- [Action item] Scan the entries below for the string "crate" and copy every line where it turns up.

======== Records provided ========

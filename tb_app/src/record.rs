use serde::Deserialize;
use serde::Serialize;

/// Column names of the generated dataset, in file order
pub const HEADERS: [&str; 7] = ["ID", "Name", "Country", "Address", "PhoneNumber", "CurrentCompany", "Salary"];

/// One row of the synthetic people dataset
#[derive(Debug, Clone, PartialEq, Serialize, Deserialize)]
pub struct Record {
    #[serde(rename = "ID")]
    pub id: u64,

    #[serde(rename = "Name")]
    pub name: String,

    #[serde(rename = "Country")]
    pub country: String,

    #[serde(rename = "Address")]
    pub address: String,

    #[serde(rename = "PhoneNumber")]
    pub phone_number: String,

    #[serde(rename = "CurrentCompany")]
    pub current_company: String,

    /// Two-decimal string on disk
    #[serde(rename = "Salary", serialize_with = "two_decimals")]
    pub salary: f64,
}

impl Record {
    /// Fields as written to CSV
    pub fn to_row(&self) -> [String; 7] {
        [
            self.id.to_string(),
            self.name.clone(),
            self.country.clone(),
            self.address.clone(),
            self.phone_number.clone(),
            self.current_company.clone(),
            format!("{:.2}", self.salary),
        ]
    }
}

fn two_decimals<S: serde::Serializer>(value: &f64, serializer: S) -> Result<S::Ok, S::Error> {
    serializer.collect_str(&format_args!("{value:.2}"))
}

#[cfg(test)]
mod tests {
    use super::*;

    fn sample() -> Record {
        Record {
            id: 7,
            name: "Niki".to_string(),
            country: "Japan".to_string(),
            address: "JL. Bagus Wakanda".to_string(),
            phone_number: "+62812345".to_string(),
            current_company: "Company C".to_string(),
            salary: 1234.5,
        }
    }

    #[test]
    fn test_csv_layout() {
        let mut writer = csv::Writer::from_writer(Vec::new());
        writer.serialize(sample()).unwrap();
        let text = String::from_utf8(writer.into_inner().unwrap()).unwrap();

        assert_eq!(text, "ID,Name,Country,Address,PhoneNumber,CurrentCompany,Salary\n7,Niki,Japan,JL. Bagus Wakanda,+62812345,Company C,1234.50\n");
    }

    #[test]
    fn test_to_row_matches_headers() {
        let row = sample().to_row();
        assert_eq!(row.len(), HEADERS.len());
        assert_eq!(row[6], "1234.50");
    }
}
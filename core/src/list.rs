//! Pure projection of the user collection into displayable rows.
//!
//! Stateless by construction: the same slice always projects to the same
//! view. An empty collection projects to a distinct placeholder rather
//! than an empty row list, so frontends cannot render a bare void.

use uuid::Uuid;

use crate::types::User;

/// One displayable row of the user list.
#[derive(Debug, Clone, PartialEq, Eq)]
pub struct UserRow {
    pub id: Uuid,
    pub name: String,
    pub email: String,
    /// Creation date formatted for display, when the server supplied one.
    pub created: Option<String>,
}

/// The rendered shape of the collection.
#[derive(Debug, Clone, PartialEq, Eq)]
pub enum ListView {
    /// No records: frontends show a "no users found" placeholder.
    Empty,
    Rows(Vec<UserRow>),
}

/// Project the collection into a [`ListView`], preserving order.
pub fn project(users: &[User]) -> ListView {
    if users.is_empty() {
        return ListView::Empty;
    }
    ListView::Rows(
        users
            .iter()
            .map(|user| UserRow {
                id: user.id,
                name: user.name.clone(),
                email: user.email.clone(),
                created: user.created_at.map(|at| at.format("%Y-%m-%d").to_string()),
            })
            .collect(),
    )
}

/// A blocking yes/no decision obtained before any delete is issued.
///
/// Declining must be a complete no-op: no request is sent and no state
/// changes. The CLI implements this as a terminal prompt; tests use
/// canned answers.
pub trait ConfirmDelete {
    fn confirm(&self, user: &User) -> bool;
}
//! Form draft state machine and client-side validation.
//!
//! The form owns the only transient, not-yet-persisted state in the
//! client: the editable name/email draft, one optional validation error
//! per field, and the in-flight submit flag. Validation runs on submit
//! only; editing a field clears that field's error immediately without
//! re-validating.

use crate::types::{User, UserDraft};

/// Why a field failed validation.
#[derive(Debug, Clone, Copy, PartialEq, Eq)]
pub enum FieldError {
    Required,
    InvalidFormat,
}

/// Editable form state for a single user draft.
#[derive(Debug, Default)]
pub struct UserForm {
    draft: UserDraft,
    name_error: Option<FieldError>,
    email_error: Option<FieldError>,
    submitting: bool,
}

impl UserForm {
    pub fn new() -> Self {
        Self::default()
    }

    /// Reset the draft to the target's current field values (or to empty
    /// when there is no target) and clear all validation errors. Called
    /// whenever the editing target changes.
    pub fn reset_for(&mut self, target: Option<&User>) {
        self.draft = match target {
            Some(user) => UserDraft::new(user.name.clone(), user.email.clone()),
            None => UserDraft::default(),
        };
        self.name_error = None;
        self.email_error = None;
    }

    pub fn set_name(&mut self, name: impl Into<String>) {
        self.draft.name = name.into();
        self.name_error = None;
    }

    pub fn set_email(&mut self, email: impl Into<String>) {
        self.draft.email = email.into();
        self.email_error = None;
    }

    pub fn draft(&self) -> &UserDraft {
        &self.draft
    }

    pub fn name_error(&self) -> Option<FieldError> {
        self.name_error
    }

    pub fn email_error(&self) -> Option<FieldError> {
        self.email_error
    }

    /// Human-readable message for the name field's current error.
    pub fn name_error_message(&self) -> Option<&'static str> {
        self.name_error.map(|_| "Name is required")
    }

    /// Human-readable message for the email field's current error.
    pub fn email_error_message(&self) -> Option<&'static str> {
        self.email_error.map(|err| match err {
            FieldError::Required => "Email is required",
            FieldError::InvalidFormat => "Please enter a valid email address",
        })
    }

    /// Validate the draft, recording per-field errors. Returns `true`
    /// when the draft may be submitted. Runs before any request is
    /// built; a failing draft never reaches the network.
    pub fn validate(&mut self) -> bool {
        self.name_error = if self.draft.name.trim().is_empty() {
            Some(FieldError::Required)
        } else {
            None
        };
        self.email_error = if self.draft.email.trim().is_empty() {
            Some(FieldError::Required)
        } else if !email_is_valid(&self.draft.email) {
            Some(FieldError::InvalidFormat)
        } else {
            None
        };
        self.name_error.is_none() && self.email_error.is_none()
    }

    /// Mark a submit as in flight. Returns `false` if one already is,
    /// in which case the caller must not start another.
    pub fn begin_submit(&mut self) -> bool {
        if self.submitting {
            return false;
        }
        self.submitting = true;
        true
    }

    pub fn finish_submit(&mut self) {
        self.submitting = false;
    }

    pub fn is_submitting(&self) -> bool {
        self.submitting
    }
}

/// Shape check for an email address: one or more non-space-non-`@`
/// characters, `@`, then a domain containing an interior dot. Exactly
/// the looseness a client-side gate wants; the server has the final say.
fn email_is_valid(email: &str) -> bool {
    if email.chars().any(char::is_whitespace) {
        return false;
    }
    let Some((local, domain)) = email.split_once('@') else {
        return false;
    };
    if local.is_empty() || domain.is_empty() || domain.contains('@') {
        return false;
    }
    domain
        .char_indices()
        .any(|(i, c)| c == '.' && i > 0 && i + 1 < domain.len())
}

========
======== Records provided ========

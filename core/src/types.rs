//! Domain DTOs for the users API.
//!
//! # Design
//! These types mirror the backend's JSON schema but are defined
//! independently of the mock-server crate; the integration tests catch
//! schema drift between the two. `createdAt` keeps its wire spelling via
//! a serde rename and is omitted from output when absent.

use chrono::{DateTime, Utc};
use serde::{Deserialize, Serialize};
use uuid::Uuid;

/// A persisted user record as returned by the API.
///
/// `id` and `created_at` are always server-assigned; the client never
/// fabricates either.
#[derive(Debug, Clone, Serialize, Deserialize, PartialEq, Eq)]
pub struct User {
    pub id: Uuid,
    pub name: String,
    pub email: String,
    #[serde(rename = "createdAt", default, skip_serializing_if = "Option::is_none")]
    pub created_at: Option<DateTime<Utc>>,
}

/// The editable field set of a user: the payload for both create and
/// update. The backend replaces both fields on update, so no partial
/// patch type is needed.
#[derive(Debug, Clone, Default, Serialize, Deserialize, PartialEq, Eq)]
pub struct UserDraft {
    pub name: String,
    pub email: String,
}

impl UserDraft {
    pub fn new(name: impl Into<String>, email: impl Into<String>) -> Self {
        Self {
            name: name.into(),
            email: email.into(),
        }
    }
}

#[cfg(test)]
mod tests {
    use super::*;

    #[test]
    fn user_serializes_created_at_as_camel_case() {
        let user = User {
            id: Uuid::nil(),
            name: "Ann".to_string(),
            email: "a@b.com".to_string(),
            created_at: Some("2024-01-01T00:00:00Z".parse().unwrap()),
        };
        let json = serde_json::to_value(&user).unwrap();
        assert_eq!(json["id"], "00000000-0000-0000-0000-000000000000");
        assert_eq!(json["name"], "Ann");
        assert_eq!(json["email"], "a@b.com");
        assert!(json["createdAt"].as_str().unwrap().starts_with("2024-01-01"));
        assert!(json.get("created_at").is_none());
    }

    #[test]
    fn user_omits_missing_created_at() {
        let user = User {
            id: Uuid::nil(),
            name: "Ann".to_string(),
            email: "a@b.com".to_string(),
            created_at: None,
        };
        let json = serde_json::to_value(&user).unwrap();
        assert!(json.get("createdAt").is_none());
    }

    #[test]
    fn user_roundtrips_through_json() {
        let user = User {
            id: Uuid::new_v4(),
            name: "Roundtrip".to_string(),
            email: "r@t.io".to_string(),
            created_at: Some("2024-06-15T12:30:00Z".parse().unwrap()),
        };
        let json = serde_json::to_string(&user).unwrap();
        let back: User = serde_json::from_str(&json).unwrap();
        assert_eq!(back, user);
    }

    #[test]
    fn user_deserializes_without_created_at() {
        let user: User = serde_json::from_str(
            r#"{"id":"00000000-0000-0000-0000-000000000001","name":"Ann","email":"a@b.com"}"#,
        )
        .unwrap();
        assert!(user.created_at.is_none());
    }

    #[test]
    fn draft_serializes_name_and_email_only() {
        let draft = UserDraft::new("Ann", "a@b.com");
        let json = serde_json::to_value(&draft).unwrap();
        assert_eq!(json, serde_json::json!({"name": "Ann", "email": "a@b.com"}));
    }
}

========

- [Exercise response]
use crate::types::User;
use crate::types::{User, UserDraft};
//! independently of the mock-server crate; the integration tests catch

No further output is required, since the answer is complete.